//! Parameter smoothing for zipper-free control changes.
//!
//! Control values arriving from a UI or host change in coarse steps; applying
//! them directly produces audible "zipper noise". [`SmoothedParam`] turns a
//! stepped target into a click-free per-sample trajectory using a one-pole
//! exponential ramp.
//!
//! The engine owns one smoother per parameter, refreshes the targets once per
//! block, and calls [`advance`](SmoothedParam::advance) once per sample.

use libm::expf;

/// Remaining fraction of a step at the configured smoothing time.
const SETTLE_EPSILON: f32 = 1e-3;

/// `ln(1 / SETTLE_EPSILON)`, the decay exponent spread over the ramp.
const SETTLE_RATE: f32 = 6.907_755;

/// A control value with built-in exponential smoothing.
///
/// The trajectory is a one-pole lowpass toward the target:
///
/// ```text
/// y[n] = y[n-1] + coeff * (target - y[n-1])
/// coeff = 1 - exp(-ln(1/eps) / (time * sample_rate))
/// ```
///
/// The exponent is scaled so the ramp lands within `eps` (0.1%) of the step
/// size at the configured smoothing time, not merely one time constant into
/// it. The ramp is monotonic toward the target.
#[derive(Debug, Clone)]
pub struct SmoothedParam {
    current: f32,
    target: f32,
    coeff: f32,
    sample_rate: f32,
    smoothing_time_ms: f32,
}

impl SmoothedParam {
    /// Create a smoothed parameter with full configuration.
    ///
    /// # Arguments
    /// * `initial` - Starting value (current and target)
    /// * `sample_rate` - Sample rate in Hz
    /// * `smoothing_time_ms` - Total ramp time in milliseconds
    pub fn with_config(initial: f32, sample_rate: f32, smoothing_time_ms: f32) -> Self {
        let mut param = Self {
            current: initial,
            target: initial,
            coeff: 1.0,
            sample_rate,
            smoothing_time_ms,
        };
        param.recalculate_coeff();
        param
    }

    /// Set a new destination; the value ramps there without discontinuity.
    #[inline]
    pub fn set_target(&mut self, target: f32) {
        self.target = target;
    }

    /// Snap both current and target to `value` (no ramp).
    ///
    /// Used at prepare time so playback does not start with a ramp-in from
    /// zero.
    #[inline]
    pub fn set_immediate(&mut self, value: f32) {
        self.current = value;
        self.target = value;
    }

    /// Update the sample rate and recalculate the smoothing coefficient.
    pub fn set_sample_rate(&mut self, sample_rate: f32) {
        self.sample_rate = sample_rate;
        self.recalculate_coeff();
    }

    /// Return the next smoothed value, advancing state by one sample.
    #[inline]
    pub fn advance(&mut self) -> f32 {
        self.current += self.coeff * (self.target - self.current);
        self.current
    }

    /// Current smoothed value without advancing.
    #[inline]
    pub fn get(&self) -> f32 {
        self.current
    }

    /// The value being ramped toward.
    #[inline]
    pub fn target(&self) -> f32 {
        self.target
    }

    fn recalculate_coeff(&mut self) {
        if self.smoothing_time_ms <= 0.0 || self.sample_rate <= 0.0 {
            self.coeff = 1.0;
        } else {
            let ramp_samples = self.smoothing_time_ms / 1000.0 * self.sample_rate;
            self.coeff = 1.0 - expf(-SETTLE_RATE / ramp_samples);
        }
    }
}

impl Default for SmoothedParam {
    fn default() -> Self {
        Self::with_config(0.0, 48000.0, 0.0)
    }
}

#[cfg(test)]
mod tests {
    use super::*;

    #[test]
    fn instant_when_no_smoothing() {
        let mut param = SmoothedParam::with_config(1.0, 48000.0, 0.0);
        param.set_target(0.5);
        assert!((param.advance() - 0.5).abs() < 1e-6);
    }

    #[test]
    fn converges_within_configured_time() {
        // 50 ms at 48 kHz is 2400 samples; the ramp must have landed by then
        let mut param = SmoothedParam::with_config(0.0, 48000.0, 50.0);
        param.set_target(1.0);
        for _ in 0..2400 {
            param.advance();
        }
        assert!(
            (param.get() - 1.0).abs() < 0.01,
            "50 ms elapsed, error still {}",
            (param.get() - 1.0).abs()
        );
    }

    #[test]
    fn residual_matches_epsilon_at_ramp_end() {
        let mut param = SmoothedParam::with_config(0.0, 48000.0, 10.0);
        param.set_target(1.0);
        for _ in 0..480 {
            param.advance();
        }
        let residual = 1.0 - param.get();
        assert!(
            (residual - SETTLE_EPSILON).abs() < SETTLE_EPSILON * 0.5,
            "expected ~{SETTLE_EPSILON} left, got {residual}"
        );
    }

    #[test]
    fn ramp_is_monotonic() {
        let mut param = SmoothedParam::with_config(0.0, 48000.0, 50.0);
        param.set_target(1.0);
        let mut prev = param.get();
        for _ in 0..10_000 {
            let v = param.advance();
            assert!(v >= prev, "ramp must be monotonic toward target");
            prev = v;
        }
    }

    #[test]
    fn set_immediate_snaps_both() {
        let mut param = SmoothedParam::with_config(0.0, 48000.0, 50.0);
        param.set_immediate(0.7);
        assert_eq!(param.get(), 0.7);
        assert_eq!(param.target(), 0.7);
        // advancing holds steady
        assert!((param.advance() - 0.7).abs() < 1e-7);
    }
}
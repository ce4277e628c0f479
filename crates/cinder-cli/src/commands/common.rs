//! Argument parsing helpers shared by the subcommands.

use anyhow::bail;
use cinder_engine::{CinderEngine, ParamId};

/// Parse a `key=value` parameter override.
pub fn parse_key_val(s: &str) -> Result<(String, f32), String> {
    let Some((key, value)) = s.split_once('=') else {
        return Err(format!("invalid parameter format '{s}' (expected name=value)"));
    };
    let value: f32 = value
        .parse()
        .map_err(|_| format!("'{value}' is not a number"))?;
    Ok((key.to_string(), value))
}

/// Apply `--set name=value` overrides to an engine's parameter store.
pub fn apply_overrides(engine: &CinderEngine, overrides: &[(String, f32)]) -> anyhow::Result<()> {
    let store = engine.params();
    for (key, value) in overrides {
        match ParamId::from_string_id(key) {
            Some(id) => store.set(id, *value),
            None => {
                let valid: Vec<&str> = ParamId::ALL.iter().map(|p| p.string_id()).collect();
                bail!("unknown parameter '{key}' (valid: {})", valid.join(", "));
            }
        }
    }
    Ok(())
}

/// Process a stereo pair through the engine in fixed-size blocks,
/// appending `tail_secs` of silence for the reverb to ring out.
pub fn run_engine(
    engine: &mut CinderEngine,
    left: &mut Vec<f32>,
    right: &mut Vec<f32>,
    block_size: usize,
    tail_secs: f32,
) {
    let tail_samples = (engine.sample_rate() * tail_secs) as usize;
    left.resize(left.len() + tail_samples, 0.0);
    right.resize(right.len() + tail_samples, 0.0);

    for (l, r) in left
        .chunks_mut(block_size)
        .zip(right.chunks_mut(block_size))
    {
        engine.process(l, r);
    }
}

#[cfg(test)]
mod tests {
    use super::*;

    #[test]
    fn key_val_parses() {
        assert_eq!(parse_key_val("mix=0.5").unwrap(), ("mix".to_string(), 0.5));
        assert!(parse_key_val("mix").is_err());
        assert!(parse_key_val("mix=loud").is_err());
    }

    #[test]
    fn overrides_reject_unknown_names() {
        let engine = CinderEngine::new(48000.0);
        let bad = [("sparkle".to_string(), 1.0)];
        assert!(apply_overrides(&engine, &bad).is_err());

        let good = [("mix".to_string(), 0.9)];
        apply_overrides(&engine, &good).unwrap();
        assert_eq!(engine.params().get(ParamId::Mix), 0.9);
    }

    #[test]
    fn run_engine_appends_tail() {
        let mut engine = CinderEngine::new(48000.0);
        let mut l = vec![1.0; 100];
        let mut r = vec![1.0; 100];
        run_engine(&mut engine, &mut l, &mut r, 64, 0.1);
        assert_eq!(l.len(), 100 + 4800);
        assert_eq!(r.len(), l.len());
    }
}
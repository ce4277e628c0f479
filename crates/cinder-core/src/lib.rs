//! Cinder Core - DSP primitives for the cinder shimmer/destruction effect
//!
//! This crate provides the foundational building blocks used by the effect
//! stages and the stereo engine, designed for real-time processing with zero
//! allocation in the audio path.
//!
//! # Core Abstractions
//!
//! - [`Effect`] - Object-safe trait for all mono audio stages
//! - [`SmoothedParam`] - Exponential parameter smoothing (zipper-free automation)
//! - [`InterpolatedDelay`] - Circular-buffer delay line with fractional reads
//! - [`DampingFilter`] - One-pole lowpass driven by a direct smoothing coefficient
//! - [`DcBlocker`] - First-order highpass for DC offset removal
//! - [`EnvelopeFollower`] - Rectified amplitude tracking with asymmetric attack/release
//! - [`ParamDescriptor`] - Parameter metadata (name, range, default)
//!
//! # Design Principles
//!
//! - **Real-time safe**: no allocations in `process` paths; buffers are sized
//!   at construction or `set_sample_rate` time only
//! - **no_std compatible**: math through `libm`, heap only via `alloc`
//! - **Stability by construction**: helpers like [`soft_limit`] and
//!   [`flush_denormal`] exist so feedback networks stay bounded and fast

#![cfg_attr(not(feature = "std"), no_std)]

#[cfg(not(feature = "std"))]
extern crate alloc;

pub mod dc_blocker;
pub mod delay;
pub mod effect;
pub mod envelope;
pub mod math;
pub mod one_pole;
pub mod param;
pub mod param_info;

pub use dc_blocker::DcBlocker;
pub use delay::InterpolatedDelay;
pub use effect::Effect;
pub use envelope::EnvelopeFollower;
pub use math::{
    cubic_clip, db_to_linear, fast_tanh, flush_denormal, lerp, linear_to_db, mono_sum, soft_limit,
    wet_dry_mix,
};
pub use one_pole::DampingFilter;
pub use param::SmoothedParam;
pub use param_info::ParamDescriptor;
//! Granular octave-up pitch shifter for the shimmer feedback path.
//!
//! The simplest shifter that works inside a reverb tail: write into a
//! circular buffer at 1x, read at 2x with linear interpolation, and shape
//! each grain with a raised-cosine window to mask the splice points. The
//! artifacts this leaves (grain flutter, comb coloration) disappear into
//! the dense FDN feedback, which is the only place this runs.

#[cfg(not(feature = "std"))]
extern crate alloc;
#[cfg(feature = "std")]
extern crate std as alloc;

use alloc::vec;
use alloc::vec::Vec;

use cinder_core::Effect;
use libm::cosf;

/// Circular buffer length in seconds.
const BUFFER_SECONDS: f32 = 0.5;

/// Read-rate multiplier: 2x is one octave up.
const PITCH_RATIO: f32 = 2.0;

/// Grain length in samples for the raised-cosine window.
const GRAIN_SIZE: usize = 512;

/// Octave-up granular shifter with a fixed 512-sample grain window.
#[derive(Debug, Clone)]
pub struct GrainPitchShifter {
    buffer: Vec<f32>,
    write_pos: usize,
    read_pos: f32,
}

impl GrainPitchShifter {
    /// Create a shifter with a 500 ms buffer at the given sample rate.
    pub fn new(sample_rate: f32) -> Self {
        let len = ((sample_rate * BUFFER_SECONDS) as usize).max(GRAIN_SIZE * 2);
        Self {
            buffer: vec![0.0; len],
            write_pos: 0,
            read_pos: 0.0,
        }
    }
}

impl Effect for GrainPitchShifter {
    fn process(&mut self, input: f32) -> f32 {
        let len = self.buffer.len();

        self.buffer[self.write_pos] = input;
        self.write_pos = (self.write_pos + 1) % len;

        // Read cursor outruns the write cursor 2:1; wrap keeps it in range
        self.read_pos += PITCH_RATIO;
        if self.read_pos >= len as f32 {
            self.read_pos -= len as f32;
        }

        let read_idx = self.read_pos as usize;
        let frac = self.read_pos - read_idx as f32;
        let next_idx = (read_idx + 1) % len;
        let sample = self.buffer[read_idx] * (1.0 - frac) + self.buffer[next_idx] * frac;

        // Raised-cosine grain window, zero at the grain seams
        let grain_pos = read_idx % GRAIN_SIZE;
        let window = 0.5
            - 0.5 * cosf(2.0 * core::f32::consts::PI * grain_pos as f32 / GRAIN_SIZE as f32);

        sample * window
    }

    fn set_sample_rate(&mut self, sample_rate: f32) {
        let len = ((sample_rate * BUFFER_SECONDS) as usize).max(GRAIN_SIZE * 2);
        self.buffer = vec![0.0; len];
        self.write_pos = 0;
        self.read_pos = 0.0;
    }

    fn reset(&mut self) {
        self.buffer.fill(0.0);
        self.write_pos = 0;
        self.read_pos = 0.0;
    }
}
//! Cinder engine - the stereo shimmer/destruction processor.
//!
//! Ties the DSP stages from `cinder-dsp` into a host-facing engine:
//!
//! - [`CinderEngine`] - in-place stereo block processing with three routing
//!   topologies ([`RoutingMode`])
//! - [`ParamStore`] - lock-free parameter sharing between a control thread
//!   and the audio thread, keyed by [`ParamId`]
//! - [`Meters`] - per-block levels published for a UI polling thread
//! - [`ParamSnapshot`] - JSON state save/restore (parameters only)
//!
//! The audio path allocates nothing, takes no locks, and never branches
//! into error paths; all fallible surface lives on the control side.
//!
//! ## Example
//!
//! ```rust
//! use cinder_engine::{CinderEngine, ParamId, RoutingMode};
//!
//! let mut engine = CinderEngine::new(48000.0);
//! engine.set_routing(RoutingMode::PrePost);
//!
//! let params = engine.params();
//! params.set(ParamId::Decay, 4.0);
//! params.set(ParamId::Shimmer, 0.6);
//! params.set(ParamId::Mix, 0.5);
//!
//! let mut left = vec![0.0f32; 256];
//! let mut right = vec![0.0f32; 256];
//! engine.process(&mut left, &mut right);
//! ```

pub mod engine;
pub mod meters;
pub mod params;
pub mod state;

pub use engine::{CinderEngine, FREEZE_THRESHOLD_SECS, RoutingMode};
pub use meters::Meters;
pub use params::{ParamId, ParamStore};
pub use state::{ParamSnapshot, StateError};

# Assignment
Write out exactly the lines between the start of the entries and the line containing "Sample rate in Hz", including that line and the first one.

# Exercise response
//! Parameter smoothing for zipper-free control changes.
//!
//! Control values arriving from a UI or host change in coarse steps; applying
//! them directly produces audible "zipper noise". [`SmoothedParam`] turns a
//! stepped target into a click-free per-sample trajectory using a one-pole
//! exponential ramp.
//!
//! The engine owns one smoother per parameter, refreshes the targets once per
//! block, and calls [`advance`](SmoothedParam::advance) once per sample.

use libm::expf;

/// Remaining fraction of a step at the configured smoothing time.
const SETTLE_EPSILON: f32 = 1e-3;

/// `ln(1 / SETTLE_EPSILON)`, the decay exponent spread over the ramp.
const SETTLE_RATE: f32 = 6.907_755;

/// A control value with built-in exponential smoothing.
///
/// The trajectory is a one-pole lowpass toward the target:
///
/// ```text
/// y[n] = y[n-1] + coeff * (target - y[n-1])
/// coeff = 1 - exp(-ln(1/eps) / (time * sample_rate))
/// ```
///
/// The exponent is scaled so the ramp lands within `eps` (0.1%) of the step
/// size at the configured smoothing time, not merely one time constant into
/// it. The ramp is monotonic toward the target.
#[derive(Debug, Clone)]
pub struct SmoothedParam {
    current: f32,
    target: f32,
    coeff: f32,
    sample_rate: f32,
    smoothing_time_ms: f32,
}

impl SmoothedParam {
    /// Create a smoothed parameter with full configuration.
    ///
    /// # Arguments
    /// * `initial` - Starting value (current and target)
    /// * `sample_rate` - Sample rate in Hz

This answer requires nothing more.